In 1985 Murdock took over the nearly bankrupt Hawaiian firm Castle & Cooke, which owned pineapple and banana producer Dole Food Company. He developed Castle & Cooke's real estate portfolio into residential and commercial properties and turned Dole into the world's largest producer of fruits and vegetables. Acquiring Dole privately in 2003, Murdock completed a $446 million initial public offering in October 2009 and the company traded on the New York Stock Exchange under the ticker DOLE until a private merger agreement was approved October 31, 2013. As a result of his purchase of Castle & Cooke, Murdock acquired ownership of 98% of Lana'i, the sixth-largest island in Hawaii. In June 2012 Murdock sold his interest in Lana'i to Larry Ellison. He owns other companies, including Pacific Clay.

Philanthropy
He has helped contribute to the redevelopment of a  complex in Kannapolis, North Carolina, of a biotechnology research center, the North Carolina Research Campus.  The research center is a joint public-private venture, involving major North Carolina universities and private investment.

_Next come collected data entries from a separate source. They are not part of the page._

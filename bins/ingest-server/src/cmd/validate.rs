use ingest_engine::{IngestConfig, SourceConfig};

use crate::error::ServerError;

pub fn run(config_path: &str) -> Result<(), ServerError> {
    let config = IngestConfig::load(config_path)?;
    let props = &config.application_properties;
    let source = match &config.source {
        SourceConfig::Lines(lines) => format!("lines:{}", lines.path),
        SourceConfig::Tcp(tcp) => format!("tcp:{}:{}", tcp.host, tcp.port),
    };
    tracing::info!(
        config = %config_path,
        region = %props.region,
        input = %props.input_stream,
        delivery = %props.delivery_stream,
        %source,
        policy = ?config.stage.on_error,
        parallelism = config.stage.parallelism,
        "configuration is valid"
    );
    Ok(())
}
//! Age thresholds driving eligibility
//!
//! These are the ages at which entitlements begin, end or are suspended. The
//! evaluator reads every cutoff from here rather than from literals.

use serde::{Deserialize, Serialize};

/// Age thresholds for eligibility rules
#[derive(Debug, Clone, PartialEq, Serialize, Deserialize)]
pub struct EligibilityRules {
    /// A child is eligible while strictly younger than this age
    pub child_cutoff_age: u32,

    /// Timelines end (exclusive) at this age
    pub terminal_age: u32,

    /// Age at which old-age pension is paid unadjusted
    pub standard_claim_age: u32,

    /// Earliest permitted old-age claim age
    pub earliest_claim_age: u32,

    /// Latest permitted old-age claim age
    pub latest_claim_age: u32,

    /// Widow whose child-free period starts before this age gets a fixed term
    pub widow_fixed_term_age: u32,

    /// Length of a fixed-term survivor employee pension in years
    pub fixed_term_years: u32,

    /// Widower younger than this at the death is disqualified
    pub widower_disqualification_age: u32,

    /// Widower's survivor employee pension resumes at this age
    pub widower_resume_age: u32,

    /// Mid-life widow addition window start (inclusive)
    pub midlife_start_age: u32,

    /// Mid-life widow addition window end (exclusive)
    pub midlife_end_age: u32,

    /// Disability spousal addition stops when the spouse reaches this age
    pub spousal_addition_end_age: u32,

    /// Revised mode: survivor whose child-free period starts before this age gets a fixed term
    pub revised_fixed_term_age: u32,
}

impl EligibilityRules {
    /// Set a threshold by its table key. Returns false for an unknown key.
    pub fn set(&mut self, key: &str, value: u32) -> bool {
        let slot = match key {
            "child_cutoff_age" => &mut self.child_cutoff_age,
            "terminal_age" => &mut self.terminal_age,
            "standard_claim_age" => &mut self.standard_claim_age,
            "earliest_claim_age" => &mut self.earliest_claim_age,
            "latest_claim_age" => &mut self.latest_claim_age,
            "widow_fixed_term_age" => &mut self.widow_fixed_term_age,
            "fixed_term_years" => &mut self.fixed_term_years,
            "widower_disqualification_age" => &mut self.widower_disqualification_age,
            "widower_resume_age" => &mut self.widower_resume_age,
            "midlife_start_age" => &mut self.midlife_start_age,
            "midlife_end_age" => &mut self.midlife_end_age,
            "spousal_addition_end_age" => &mut self.spousal_addition_end_age,
            "revised_fixed_term_age" => &mut self.revised_fixed_term_age,
            _ => return false,
        };
        *slot = value;
        true
    }

    /// Clamp a claim age into the permitted window
    pub fn clamp_claim_age(&self, claim_age: u32) -> u32 {
        claim_age.clamp(self.earliest_claim_age, self.latest_claim_age)
    }

    /// Whether a child of this age is eligible for child-linked benefits
    pub fn child_eligible(&self, child_age: u32) -> bool {
        child_age < self.child_cutoff_age
    }
}

impl Default for EligibilityRules {
    fn default() -> Self {
        Self {
            child_cutoff_age: 18,
            terminal_age: 100,
            standard_claim_age: 65,
            earliest_claim_age: 60,
            latest_claim_age: 75,
            widow_fixed_term_age: 30,
            fixed_term_years: 5,
            widower_disqualification_age: 55,
            widower_resume_age: 60,
            midlife_start_age: 40,
            midlife_end_age: 65,
            spousal_addition_end_age: 65,
            revised_fixed_term_age: 60,
        }
    }
}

The site of the research center in the middle of Kannapolis was formerly occupied by Plant #1 of Cannon Mills (which became Pillowtex after a series of mergers and acquisitions).  Pillowtex filed for bankruptcy in 2003, and closed the mill. This resulted in the largest mass layoff of workers in North Carolina history. Murdock acquired the site and demolished the mill in 2006.

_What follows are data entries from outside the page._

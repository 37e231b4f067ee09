//! Benefit formula library and result types

mod formulas;
mod types;

pub use formulas::Formulas;
pub use types::{BenefitComponents, BenefitResult, ComponentKind, DisabilityLevel};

Since the death of his third wife, Gabriele, he has been involved to finding a cure for cancer, advancing nutrition, and life extension. He established the Dole Nutrition Institute to advocate the benefits of a plant-based diet to promote health and prevent disease. With the help of UCLA, he oversaw the writing of the Encyclopedia of Foods, A Guide to Healthy Nutrition. In 2006, he opened the California Health and Longevity Institute (CHLI).

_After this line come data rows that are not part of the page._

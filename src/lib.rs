//! Pension Timeline - Japanese public pension entitlements for financial planning
//!
//! This library provides:
//! - Survivor, disability and old-age benefit formulas (FY2025 coefficients)
//! - Scenario-driven eligibility rules under current and revised policy
//! - Segmented benefit timelines from today to age 100
//! - Deferral break-even search for the old-age tail
//! - Coverage gap sizing against post-event household spending

pub mod assumptions;
pub mod benefits;
pub mod coverage;
pub mod eligibility;
pub mod error;
pub mod household;
pub mod planner;
pub mod timeline;

// Re-export commonly used types
pub use assumptions::Assumptions;
pub use benefits::{BenefitComponents, BenefitResult, DisabilityLevel, Formulas};
pub use coverage::{CoverageInputs, CoverageResult, CoverageRow};
pub use eligibility::{Event, PolicyMode, Scenario};
pub use error::{PlannerError, Result};
pub use household::{Child, Household, Person};
pub use planner::{EventTimeline, Planner};
pub use timeline::{Segment, Timeline, TimelineOptions};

Murdock has contributed more than $500 million toward the creation of the North Carolina Research Campus and David H. Murdock Research Institute which research the health benefits of plants in boosting longevity and reducing disease risk.

Personal life

He has been married six times. In 1967, he married his third wife, Gabriele; they had two children together and he also adopted her son from a previous marriage, Eugene. Gabriele was diagnosed with ovarian cancer in 1983 and died in 1985. A year later, Eugene died after hitting his head while swimming in the family estate's swimming pool. In 2004 his son David Jr. died in an auto accident on the Santa Monica Freeway. His remaining son Justin serves as CEO and executive chairman of NovaRx and is senior vice president of investments for Castle & Cooke. Previously, Justin was a director at the Dole Food Company, as well as their audit and finance committee until his retirement on May 17, 2013. In 2011, Forbes ranked David Sr. as the 190th-richest person in the "Forbes 400" list and 613th in the "World's Billionaires" list, with a net worth of US$2.4 billion as of March 2013.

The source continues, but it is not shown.